Reproduce, exactly, the lines of the material below from the line containing "(Puzzle::Timing(_), Command::Reset) =>" through the line containing "option <n> - pick", with both end lines included and nothing else.

**Given records**
○ ○ ○ ○ ○ ○ ○

//! Player state.

use crate::ids::RoomId;
use crate::inventory::Inventory;

/// The player: who they are, where they stand, and what they carry.
#[derive(Debug, Clone)]
pub struct Player {
    name: String,
    location: RoomId,
    /// Items carried by the player.
    pub inventory: Inventory,
}

impl Player {
    /// Create a player standing in `location` with an empty inventory.
    pub fn new(name: impl Into<String>, location: RoomId) -> Self {
        Self {
            name: name.into(),
            location,
            inventory: Inventory::new(),
        }
    }

    /// The player's name.
    pub fn name(&self) -> &str {
        &self.name
    }

    /// The room the player is standing in.
    pub fn location(&self) -> RoomId {
        self.location
    }

    /// Place the player in another room.
    pub fn move_to(&mut self, room: RoomId) {
        self.location = room;
    }

    /// Check if the player holds an item.
    pub fn has_item(&self, name: &str) -> bool {
        self.inventory.contains(name)
    }
}
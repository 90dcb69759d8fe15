//! Line-oriented text sessions.
//!
//! A [`TextSession`] drives a [`GameController`] with typed commands and
//! turns everything the controller tells its presenter into plain text.

use std::time::Duration;

use oe_core::{RoomId, ViewUpdate};
use oe_puzzle::{
    AnswerSelection, DialogueAction, InterviewAction, Puzzle, PuzzleAction, QuizAction,
    TimingAction,
};

use crate::controller::{ANIM_LOOKING_AWAY, ANIM_WATCHING, GameController};
use crate::error::GameResult;
use crate::parser::{Command, parse_command};
use crate::presenter::{PresenterEvent, RecordingPresenter};
use crate::save::SaveStore;

/// Time step used when waiting.
const WAIT_STEP: Duration = Duration::from_millis(100);

/// Longest single wait, in seconds.
const MAX_WAIT_SECS: f64 = 600.0;

/// A text front end over the game controller.
pub struct TextSession<S: SaveStore> {
    game: GameController<S, RecordingPresenter>,
    quit: bool,
}

impl<S: SaveStore> TextSession<S> {
    /// Wrap a controller. Call [`TextSession::start`] before sending commands.
    pub fn new(game: GameController<S, RecordingPresenter>) -> Self {
        Self { game, quit: false }
    }

    /// Show the opening room.
    pub fn start(&mut self) -> GameResult<String> {
        self.game.start()?;
        Ok(self.render_events(false))
    }

    /// The controller being driven.
    pub fn game(&self) -> &GameController<S, RecordingPresenter> {
        &self.game
    }

    /// Whether the player typed `quit`.
    pub fn has_quit(&self) -> bool {
        self.quit
    }

    /// Whether the session should stop reading input.
    pub fn is_over(&self) -> bool {
        self.quit || self.game.is_finished()
    }

    /// Process a line of input and return the response.
    pub fn process(&mut self, input: &str) -> GameResult<String> {
        let command = parse_command(input);
        self.execute(command)
    }

    /// Execute a parsed command.
    pub fn execute(&mut self, command: Command) -> GameResult<String> {
        let mut reprompt = false;
        match command {
            Command::Move { direction } => {
                self.game.request_move(direction)?;
            }
            Command::Look => return self.do_look(),
            Command::Inventory => return Ok(self.do_inventory()),
            Command::Click { hotspot } => {
                self.game.hotspot_clicked(&hotspot)?;
            }
            Command::Examine { hotspot } => {
                self.game.hotspot_examined(&hotspot)?;
            }
            Command::Take { item } => {
                self.game.inventory_item_moved(&item, true)?;
            }
            Command::Drop { item } => {
                self.game.inventory_item_moved(&item, false)?;
            }
            Command::Wait { seconds } => return Ok(self.do_wait(seconds)),
            Command::Help => return Ok(help_text()),
            Command::Quit => {
                self.quit = true;
                return Ok("Goodbye!".to_string());
            }
            Command::Unknown { input } => {
                return Ok(format!(
                    "I don't understand \"{input}\". Type 'help' for a list of commands."
                ));
            }
            Command::Close if !self.open_puzzle_is_dialogue() => {
                if self.game.open_puzzle().is_none() {
                    return Ok("There's nothing to close.".to_string());
                }
                self.game.close_puzzle();
                self.game.presenter_mut().take();
                return Ok("You step away.".to_string());
            }
            puzzle_command => {
                let Some(puzzle) = self.game.open_puzzle() else {
                    return Ok("You aren't in the middle of a puzzle.".to_string());
                };
                let id = puzzle.id();
                let interview = matches!(puzzle, Puzzle::Interview(_));
                reprompt = matches!(
                    puzzle_command,
                    Command::Next | Command::Reset | Command::Option { .. }
                ) || (interview && matches!(puzzle_command, Command::Answer { .. }));
                let Some(action) = puzzle_action(puzzle, puzzle_command) else {
                    return Ok("That doesn't work here.".to_string());
                };
                self.game.puzzle_action(id, action);
            }
        }
        Ok(self.render_events(reprompt))
    }

    fn do_look(&mut self) -> GameResult<String> {
        let room = self.game.player().location();
        let mut output = self.describe_room(room)?;
        if self.game.open_puzzle().is_some() {
            output.push('\n');
            output.push_str(&self.puzzle_prompt(true));
        }
        Ok(output)
    }

    fn do_inventory(&self) -> String {
        let inventory = &self.game.player().inventory;
        if inventory.is_empty() {
            return "You are carrying nothing.".to_string();
        }

        let mut output = "You are carrying:\n".to_string();
        for item in inventory.iter() {
            output.push_str(&format!("  - {} ({})\n", item.name(), item.description()));
        }
        output
    }

    /// Let real time pass, as a terminal front end does between key
    /// presses. Returns whatever changed, usually nothing.
    pub fn advance(&mut self, dt: Duration) -> String {
        self.game.tick(dt);
        self.render_events(false)
    }

    fn do_wait(&mut self, seconds: f64) -> String {
        let steps = (seconds.min(MAX_WAIT_SECS) / WAIT_STEP.as_secs_f64()).round() as u64;
        for _ in 0..steps {
            self.game.tick(WAIT_STEP);
        }
        let output = self.render_events(false);
        if output.is_empty() {
            "Time passes.".to_string()
        } else {
            output
        }
    }

    fn open_puzzle_is_dialogue(&self) -> bool {
        matches!(self.game.open_puzzle(), Some(Puzzle::Dialogue(_)))
    }

    /// Drain the presenter and render its events in order.
    fn render_events(&mut self, reprompt: bool) -> String {
        let events = self.game.presenter_mut().take();
        let mut lines: Vec<String> = Vec::new();
        let mut prompted = false;

        for event in events {
            match event {
                PresenterEvent::RoomShown { room, .. } => match self.describe_room(room) {
                    Ok(text) => lines.push(text),
                    Err(e) => lines.push(e.to_string()),
                },
                PresenterEvent::ViewUpdates(updates) => {
                    for update in updates {
                        if let ViewUpdate::PlayAnimation(name) = update {
                            match name.as_str() {
                                ANIM_LOOKING_AWAY => lines.push("The guard looks away.".to_string()),
                                ANIM_WATCHING => {
                                    lines.push("The guard turns back to watch you.".to_string())
                                }
                                _ => {}
                            }
                        }
                    }
                }
                PresenterEvent::PuzzleOpened(_) => {
                    if let Some(puzzle) = self.game.open_puzzle() {
                        lines.push(format!("[{}]", puzzle.description()));
                        lines.push(self.puzzle_prompt(true));
                        prompted = true;
                    }
                }
                PresenterEvent::Message(text) => lines.push(text),
                PresenterEvent::Saved => lines.push("(Game saved.)".to_string()),
                PresenterEvent::Inventory { .. } | PresenterEvent::PuzzleClosed => {}
            }
        }

        if reprompt && !prompted && self.game.open_puzzle().is_some() {
            lines.push(self.puzzle_prompt(false));
        }
        lines.retain(|l| !l.is_empty());
        lines.join("\n")
    }

    fn describe_room(&self, id: RoomId) -> GameResult<String> {
        let room = self.game.graph().room(id)?;
        let mut output = format!("**{}**\n", room.description());

        let hotspots: Vec<&str> = room
            .interactables()
            .filter(|h| h.enabled)
            .map(|h| h.id.as_str())
            .collect();
        if !hotspots.is_empty() {
            output.push_str(&format!("You notice: {}\n", hotspots.join(", ")));
        }

        let items: Vec<&str> = room.inventory.names().collect();
        if !items.is_empty() {
            output.push_str(&format!("Lying here: {}\n", items.join(", ")));
        }

        let exits: Vec<String> = room.exits().iter().map(|(d, _)| d.to_string()).collect();
        if exits.is_empty() {
            output.push_str("There is nowhere left to go.");
        } else {
            output.push_str(&format!("Exits: {}", exits.join(", ")));
        }
        Ok(output)
    }

    /// What the open puzzle is asking for. `full` includes what the NPC
    /// last said.
    fn puzzle_prompt(&self, full: bool) -> String {
        let Some(puzzle) = self.game.open_puzzle() else {
            return String::new();
        };
        let inventory = &self.game.player().inventory;

        match puzzle {
            Puzzle::Quiz(quiz) => match quiz.current_question() {
                Some(question) => numbered(
                    format!(
                        "Question {}/{}: {}",
                        quiz.current_index() + 1,
                        quiz.total_questions(),
                        question.prompt
                    ),
                    question.options.iter().map(String::as_str),
                ),
                None => format!(
                    "No more questions ({} correct). Type 'complete' for your result.",
                    quiz.correct_answers()
                ),
            },
            Puzzle::Dialogue(dialogue) => {
                let options = dialogue.available_options(inventory);
                let head = match dialogue.current_node() {
                    Some(node) if full => node.npc_text.clone(),
                    _ => "You can say:".to_string(),
                };
                numbered(head, options.iter().map(|o| o.text.as_str()))
            }
            Puzzle::Timing(timing) => format!(
                "Items through: {}/{}. The guard is {}.\nType 'throw' to throw an item, 'wait <seconds>' to let time pass.",
                timing.successes(),
                timing.threshold(),
                if timing.is_looking_away() {
                    "looking away"
                } else {
                    "watching you"
                }
            ),
            Puzzle::Interview(interview) => match interview.current_question() {
                Some(question) => {
                    let mut head = format!(
                        "Question {}/{}: {}",
                        interview.current_index() + 1,
                        interview.total_questions(),
                        question.prompt
                    );
                    if let Some(document) = &question.document {
                        head.push_str(&format!(" (show your {document})"));
                    }
                    numbered(head, question.options.iter().map(String::as_str))
                }
                None => "Type 'complete' to hear the verdict.".to_string(),
            },
        }
    }
}

/// Map a command onto the open puzzle's actions.
fn puzzle_action(puzzle: &Puzzle, command: Command) -> Option<PuzzleAction> {
    let action = match (puzzle, command) {
        (Puzzle::Quiz(_), Command::Answer { index, .. }) => {
            PuzzleAction::Quiz(QuizAction::Answer(index))
        }
        (Puzzle::Quiz(_), Command::Next) => PuzzleAction::Quiz(QuizAction::Next),
        (Puzzle::Quiz(_), Command::Complete) => PuzzleAction::Quiz(QuizAction::Complete),
        (Puzzle::Quiz(_), Command::Reset) => PuzzleAction::Quiz(QuizAction::Reset),
        (Puzzle::Dialogue(_), Command::Option { index }) => {
            PuzzleAction::Dialogue(DialogueAction::SelectOption(index))
        }
        (Puzzle::Dialogue(_), Command::Close) => PuzzleAction::Dialogue(DialogueAction::Close),
        (Puzzle::Timing(_), Command::Throw) => PuzzleAction::Timing(TimingAction::ThrowItem),
        (Puzzle::Timing(_), Command::Reset) => PuzzleAction::Timing(TimingAction::Reset),
        (Puzzle::Interview(_), Command::Answer { index, document }) => {
            PuzzleAction::Interview(InterviewAction::Answer(AnswerSelection { index, document }))
        }
        (Puzzle::Interview(_), Command::Complete) => {
            PuzzleAction::Interview(InterviewAction::Complete)
        }
        (Puzzle::Interview(_), Command::Reset) => PuzzleAction::Interview(InterviewAction::Reset),
        _ => return None,
    };
    Some(action)
}

fn numbered<'a>(head: String, options: impl Iterator<Item = &'a str>) -> String {
    let mut output = head;
    for (i, option) in options.enumerate() {
        output.push_str(&format!("\n  {}. {}", i + 1, option));
    }
    output
}

/// The command reference shown by `help`.
pub fn help_text() -> String {
    "**Commands**\n\
     forward (f), back (b), left, right - walk through an exit\n\
     look (l) - describe the room\n\
     inventory (i) - list what you're carrying\n\
     click <hotspot>, examine <hotspot> - use or inspect something\n\
     take <item>, drop <item> - move items between you and the room\n\
     answer <n> [document] - answer a question, optionally showing a document\n\
     next, complete, reset - step through, finish, or restart a quiz\n\
     option <n> - pick a line in a conversation\n\
     throw - throw an item through the metal detector\n\
     wait <seconds> - let time pass\n\
     close - step away from a puzzle\n\
     help - show this list\n\
     quit - leave the game"
        .to_string()
}
impl<S: SaveStore, P: Presenter> GameController<S, P> {
    /// Start a new game at the graph's start room.
    pub fn new(config: GameConfig, store: S, presenter: P) -> Self {
        let graph = RoomGraph::office();
        let mut player = Player::new(config.player_name.clone(), graph.start_room());
        if config.starter_kit {
            for name in preset::REQUIRED_DOCUMENTS {
                player.inventory.add(catalog::item_from_name(name));
            }
        }
        Self::assemble(graph, player, config, store, presenter)
    }

    /// Resume from the store's save, or start a new game when there is no
    /// usable save.
    pub fn load(config: GameConfig, store: S, presenter: P) -> Self {
        let data = match store.load() {
            Ok(data) => data,
            Err(e) => {
                warn!("could not load save, starting a new game: {e}");
                None
            }
        };
        let Some(data) = data else {
            return Self::new(config, store, presenter);
        };

        let mut graph = RoomGraph::office();
        let Some(room) = graph.find_by_name(&data.room).map(Room::id) else {
            warn!(room = %data.room, "save names an unknown room, starting a new game");
            return Self::new(config, store, presenter);
        };

        let mut player = Player::new(config.player_name.clone(), room);
        for name in &data.items {
            player.inventory.add(catalog::item_from_name(name));
            // A carried item is no longer where the world put it.
            for place in graph.rooms_mut() {
                place.inventory.remove(name);
            }
        }
        let restored = restore_implied_progress(&mut graph, room);
        info!(%room, items = data.items.len(), ?restored, "loaded save");
        Self::assemble(graph, player, config, store, presenter)
    }

    fn assemble(graph: RoomGraph, player: Player, config: GameConfig, store: S, presenter: P) -> Self {
        let lookout = LookoutSchedule::new(config.lookout_speed);
        Self {
            graph,
            player,
            store,
            presenter,
            config,
            open_puzzle: None,
            lookout,
        }
    }

    /// Show the starting view.
    pub fn start(&mut self) -> GameResult<()> {
        self.show_current_room()
    }

    /// The player.
    pub fn player(&self) -> &Player {
        &self.player
    }

    /// The rooms.
    pub fn graph(&self) -> &RoomGraph {
        &self.graph
    }

    /// The room the player stands in.
    pub fn current_room(&self) -> GameResult<&Room> {
        self.graph.room(self.player.location())
    }

    /// The puzzle whose view is open.
    pub fn open_puzzle(&self) -> Option<&Puzzle> {
        let id = self.open_puzzle?;
        self.current_room().ok()?.puzzle(id)
    }

    /// The front end.
    pub fn presenter(&self) -> &P {
        &self.presenter
    }

    /// The front end, mutably.
    pub fn presenter_mut(&mut self) -> &mut P {
        &mut self.presenter
    }

    /// The save store.
    pub fn store(&self) -> &S {
        &self.store
    }

    /// The session configuration.
    pub fn config(&self) -> &GameConfig {
        &self.config
    }

    /// The security guard's schedule.
    pub fn lookout(&self) -> &LookoutSchedule {
        &self.lookout
    }

    /// Whether the player has walked out of the office.
    pub fn is_finished(&self) -> bool {
        self.player.location() == RoomId::Exit
    }

    /// Dispatch a front-end event.
    pub fn handle(&mut self, event: UiEvent) -> GameResult<()> {
        match event {
            UiEvent::Move(direction) => self.request_move(direction).map(|_| ()),
            UiEvent::HotspotClicked(id) => self.hotspot_clicked(&id).map(|_| ()),
            UiEvent::HotspotExamined(id) => self.hotspot_examined(&id).map(|_| ()),
            UiEvent::PuzzleAction { puzzle, action } => {
                self.puzzle_action(puzzle, action);
                Ok(())
            }
            UiEvent::ItemMoved { item, from_room } => {
                self.inventory_item_moved(&item, from_room).map(|_| ())
            }
            UiEvent::ClosePuzzle => {
                self.close_puzzle();
                Ok(())
            }
            UiEvent::Tick(dt) => {
                self.tick(dt);
                Ok(())
            }
        }
    }

    /// Try to walk through an exit.
    ///
    /// Fails only if the exit leads to a room the graph does not hold.
    pub fn request_move(&mut self, direction: Direction) -> GameResult<MoveOutcome> {
        let Some(destination) = self.current_room()?.exit(direction) else {
            self.presenter
                .show_transient_message(&format!("You cannot go {direction} from here."));
            return Ok(MoveOutcome::NoExit);
        };
        self.graph.room(destination)?;

        let decision = check_entry(destination, &self.player, &self.graph);
        if !decision.allowed {
            let reason = decision
                .reason
                .unwrap_or_else(|| "You cannot enter this room.".to_string());
            info!(%destination, %reason, "entry blocked");
            self.presenter.show_transient_message(&reason);
            return Ok(MoveOutcome::Blocked(reason));
        }

        self.close_puzzle();
        self.player.move_to(destination);
        info!(room = %destination, "entered room");
        self.show_current_room()?;
        self.presenter
            .show_transient_message(&format!("You move {direction}."));
        if self.is_finished() {
            self.presenter
                .show_transient_message("Congratulations! You escaped the office.");
        }
        self.autosave();
        Ok(MoveOutcome::Moved(destination))
    }

    /// Click a hotspot in the current room and apply the result.
    pub fn hotspot_clicked(&mut self, id: &str) -> GameResult<InteractionResult> {
        self.touch_hotspot(id, HotspotAction::Click)
    }

    /// Examine a hotspot in the current room.
    pub fn hotspot_examined(&mut self, id: &str) -> GameResult<InteractionResult> {
        self.touch_hotspot(id, HotspotAction::Examine)
    }

    fn touch_hotspot(&mut self, id: &str, action: HotspotAction) -> GameResult<InteractionResult> {
        let result = self.current_room()?.interact(id, action);
        debug!(hotspot = id, ?action, outcome = ?result.outcome, "hotspot");
        self.apply_result(result.clone());
        Ok(result)
    }

    /// Send an action to the open puzzle. Actions for a puzzle that is not
    /// open are answered with a message.
    pub fn puzzle_action(&mut self, id: PuzzleId, action: PuzzleAction) -> PuzzleResponse {
        if self.open_puzzle != Some(id) {
            let response = PuzzleResponse::open(InteractionResult::message("That puzzle isn't open."));
            self.apply_result(response.result.clone());
            return response;
        }

        let restarts_lookout = action == PuzzleAction::Timing(TimingAction::Reset);
        let ctx = PuzzleContext::new(&self.player.inventory);
        let Some(puzzle) = self
            .graph
            .room_mut(self.player.location())
            .ok()
            .and_then(|room| room.puzzle_mut(id))
        else {
            self.close_puzzle();
            return PuzzleResponse::closing(InteractionResult::none());
        };
        let response = puzzle.interact(action, &ctx);
        debug!(puzzle = %id, solved = response.solved, closed = response.closed, "puzzle action");

        if restarts_lookout && self.lookout.is_running() {
            self.lookout.start();
        }
        self.apply_result(response.result.clone());
        if response.closed {
            self.close_puzzle();
        }
        response
    }

    /// Move an item between the player and the current room, then run any
    /// item-move trigger. Returns whether the item moved.
    pub fn inventory_item_moved(&mut self, item: &str, from_room: bool) -> GameResult<bool> {
        let location = self.player.location();
        let room = self.graph.room_mut(location)?;
        let (moved, movement) = if from_room {
            (room.inventory.transfer_to(&mut self.player.inventory, item), ItemMove::Taken)
        } else {
            (self.player.inventory.transfer_to(&mut room.inventory, item), ItemMove::Dropped)
        };

        if !moved {
            let text = if from_room {
                format!("There is no {item} here.")
            } else {
                format!("You aren't carrying {item}.")
            };
            self.presenter.show_transient_message(&text);
            return Ok(false);
        }

        let verb = if from_room { "take" } else { "drop" };
        self.presenter
            .show_transient_message(&format!("You {verb} the {item}."));

        if let Some(trigger) = item_move_trigger(location, item, movement, &self.player.inventory) {
            info!(room = %location, item, granted = trigger.grant, "item trigger fired");
            self.player
                .inventory
                .add(catalog::item_from_name(trigger.grant));
            self.presenter.show_transient_message(trigger.message);
        }
        self.refresh_inventory()?;
        Ok(true)
    }

    /// Close the open puzzle view, if any, and halt its signal driver.
    pub fn close_puzzle(&mut self) {
        if let Some(id) = self.open_puzzle.take() {
            debug!(puzzle = %id, "puzzle closed");
            self.lookout.stop();
            self.presenter.hide_puzzle_overlay();
        }
    }

    /// Advance time. Drives the looking-away signal of an open timing
    /// challenge.
    pub fn tick(&mut self, dt: Duration) {
        let Some(id) = self.open_puzzle else { return };
        let Some(away) = self.lookout.advance(dt) else {
            return;
        };
        let timing = self
            .graph
            .room_mut(self.player.location())
            .ok()
            .and_then(|room| room.puzzle_mut(id))
            .and_then(Puzzle::as_timing_mut);
        if let Some(timing) = timing {
            timing.set_looking_away(away);
            let animation = if away { ANIM_LOOKING_AWAY } else { ANIM_WATCHING };
            self.presenter
                .apply_view_updates(&[ViewUpdate::PlayAnimation(animation.to_string())]);
        }
    }

    /// Write the current room and inventory to the store.
    pub fn save(&self) -> GameResult<()> {
        let data = SaveData::new(self.player.location().name(), self.player.inventory.names());
        self.store.save(&data)
    }

    fn autosave(&mut self) {
        if !self.config.autosave {
            return;
        }
        match self.save() {
            Ok(()) => self.presenter.show_save_indicator(),
            Err(e) => warn!("autosave failed, continuing without saving: {e}"),
        }
    }

    fn open_puzzle_view(&mut self, id: PuzzleId) {
        let Some(puzzle) = self
            .graph
            .room_mut(self.player.location())
            .ok()
            .and_then(|room| room.puzzle_mut(id))
        else {
            return;
        };
        if !puzzle.can_start(&self.player.inventory) {
            self.presenter
                .show_transient_message("You cannot start this puzzle right now.");
            return;
        }

        puzzle.on_open();
        let is_timing = matches!(puzzle, Puzzle::Timing(_));
        self.open_puzzle = Some(id);
        if is_timing {
            self.lookout.start();
        }
        debug!(puzzle = %id, "puzzle opened");
        self.presenter.show_puzzle_overlay(id);
    }

    fn apply_result(&mut self, result: InteractionResult) {
        let InteractionResult {
            outcome,
            view_updates,
        } = result;

        match outcome {
            Outcome::Message(text) => self.presenter.show_transient_message(&text),
            Outcome::Dialogue { lines } => {
                for line in &lines {
                    self.presenter.show_transient_message(line);
                }
            }
            Outcome::PuzzleTriggered { puzzle } => self.open_puzzle_view(puzzle),
            Outcome::PuzzleSolved {
                puzzle,
                item,
                dialogue,
            } => {
                info!(%puzzle, "puzzle solved");
                self.close_puzzle();
                for line in &dialogue {
                    self.presenter.show_transient_message(line);
                }
                for effect in post_solve_effects(puzzle) {
                    if self.player.inventory.remove(effect.consume).is_some() {
                        self.presenter.show_transient_message(effect.message);
                    }
                }
                if let Some(item) = item {
                    self.grant(item);
                }
                self.refresh_inventory_quietly();
            }
            Outcome::ItemObtained { item } => {
                self.grant(item);
                self.refresh_inventory_quietly();
            }
            Outcome::DoorUnlocked { next_room } => info!(%next_room, "door unlocked"),
            Outcome::None => {}
        }

        if !view_updates.is_empty() {
            if let Ok(room) = self.graph.room_mut(self.player.location()) {
                room.apply_view_updates(&view_updates);
            }
            self.presenter.apply_view_updates(&view_updates);
        }
    }

    fn grant(&mut self, item: Item) {
        self.presenter
            .show_transient_message(&format!("Item obtained: {}", item.name()));
        self.player.inventory.add(item);
    }

    fn show_current_room(&mut self) -> GameResult<()> {
        let room = self.graph.room(self.player.location())?;
        self.presenter.show_room(room);
        self.presenter
            .update_inventory(&self.player.inventory, &room.inventory);
        Ok(())
    }

    fn refresh_inventory(&mut self) -> GameResult<()> {
        let room = self.graph.room(self.player.location())?;
        self.presenter
            .update_inventory(&self.player.inventory, &room.inventory);
        Ok(())
    }

    fn refresh_inventory_quietly(&mut self) {
        if let Err(e) = self.refresh_inventory() {
            warn!("inventory refresh failed: {e}");
        }
    }
}
//! Terminal front ends for Office Escape.

mod commands;
mod logging;
mod tui;

use std::path::PathBuf;
use std::process;

use clap::{Args, Parser, Subcommand};

#[derive(Parser)]
#[command(
    name = "office-escape",
    about = "Office Escape: get through the Irish immigration office",
    version,
    propagate_version = true
)]
struct Cli {
    #[command(flatten)]
    game: GameArgs,

    /// Log more (-v info, -vv debug, -vvv trace)
    #[arg(short, long, action = clap::ArgAction::Count, global = true)]
    verbose: u8,

    #[command(subcommand)]
    command: Commands,
}

/// Options shared by every subcommand that touches a game.
#[derive(Args, Debug, Clone)]
struct GameArgs {
    /// Save file to use instead of the platform default
    #[arg(long, global = true)]
    save_file: Option<PathBuf>,

    /// Do not write the save file on room changes
    #[arg(long, global = true)]
    no_save: bool,

    /// Start with every interview document in your pocket
    #[arg(long, global = true)]
    starter_kit: bool,

    /// Player name
    #[arg(long, global = true)]
    name: Option<String>,

    /// Speed of the security guard's head turning (0.25-4.0)
    #[arg(long, global = true)]
    guard_speed: Option<f64>,
}

#[derive(Subcommand)]
enum Commands {
    /// Play in the terminal UI
    Play {
        /// Ignore any save and start over
        #[arg(long)]
        new: bool,
    },

    /// Play line by line, reading commands from a file or stdin
    Script {
        /// Command file (default: stdin)
        file: Option<PathBuf>,

        /// Ignore any save and start over
        #[arg(long)]
        new: bool,

        /// Print each command before its response
        #[arg(long)]
        echo: bool,
    },

    /// List the rooms and what it takes to enter them
    Rooms {
        /// Output format: table or json
        #[arg(short, long, default_value = "table")]
        format: String,
    },

    /// Delete the save file
    Reset,
}

fn main() {
    let cli = Cli::parse();
    let config = commands::game_config(&cli.game);

    let result = match cli.command {
        Commands::Play { new } => logging::init_file(cli.verbose)
            .and_then(|()| commands::play::run(config, new)),
        Commands::Script { file, new, echo } => {
            logging::init_stderr(cli.verbose);
            commands::script::run(config, file.as_deref(), new, echo)
        }
        Commands::Rooms { format } => {
            logging::init_stderr(cli.verbose);
            commands::rooms::run(&format)
        }
        Commands::Reset => {
            logging::init_stderr(cli.verbose);
            commands::reset::run(&config)
        }
    };

    if let Err(e) = result {
        eprintln!("error: {e}");
        process::exit(1);
    }
}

○ ○ ○ ○ ○ ○ ○

**Exercise output**
        (Puzzle::Timing(_), Command::Reset) => PuzzleAction::Timing(TimingAction::Reset),
        (Puzzle::Interview(_), Command::Answer { index, document }) => {
            PuzzleAction::Interview(InterviewAction::Answer(AnswerSelection { index, document }))
        }
        (Puzzle::Interview(_), Command::Complete) => {
            PuzzleAction::Interview(InterviewAction::Complete)
        }
        (Puzzle::Interview(_), Command::Reset) => PuzzleAction::Interview(InterviewAction::Reset),
        _ => return None,
    };
    Some(action)
}

fn numbered<'a>(head: String, options: impl Iterator<Item = &'a str>) -> String {
    let mut output = head;
    for (i, option) in options.enumerate() {
        output.push_str(&format!("\n  {}. {}", i + 1, option));
    }
    output
}

/// The command reference shown by `help`.
pub fn help_text() -> String {
    "**Commands**\n\
     forward (f), back (b), left, right - walk through an exit\n\
     look (l) - describe the room\n\
     inventory (i) - list what you're carrying\n\
     click <hotspot>, examine <hotspot> - use or inspect something\n\
     take <item>, drop <item> - move items between you and the room\n\
     answer <n> [document] - answer a question, optionally showing a document\n\
     next, complete, reset - step through, finish, or restart a quiz\n\
     option <n> - pick a line in a conversation\n\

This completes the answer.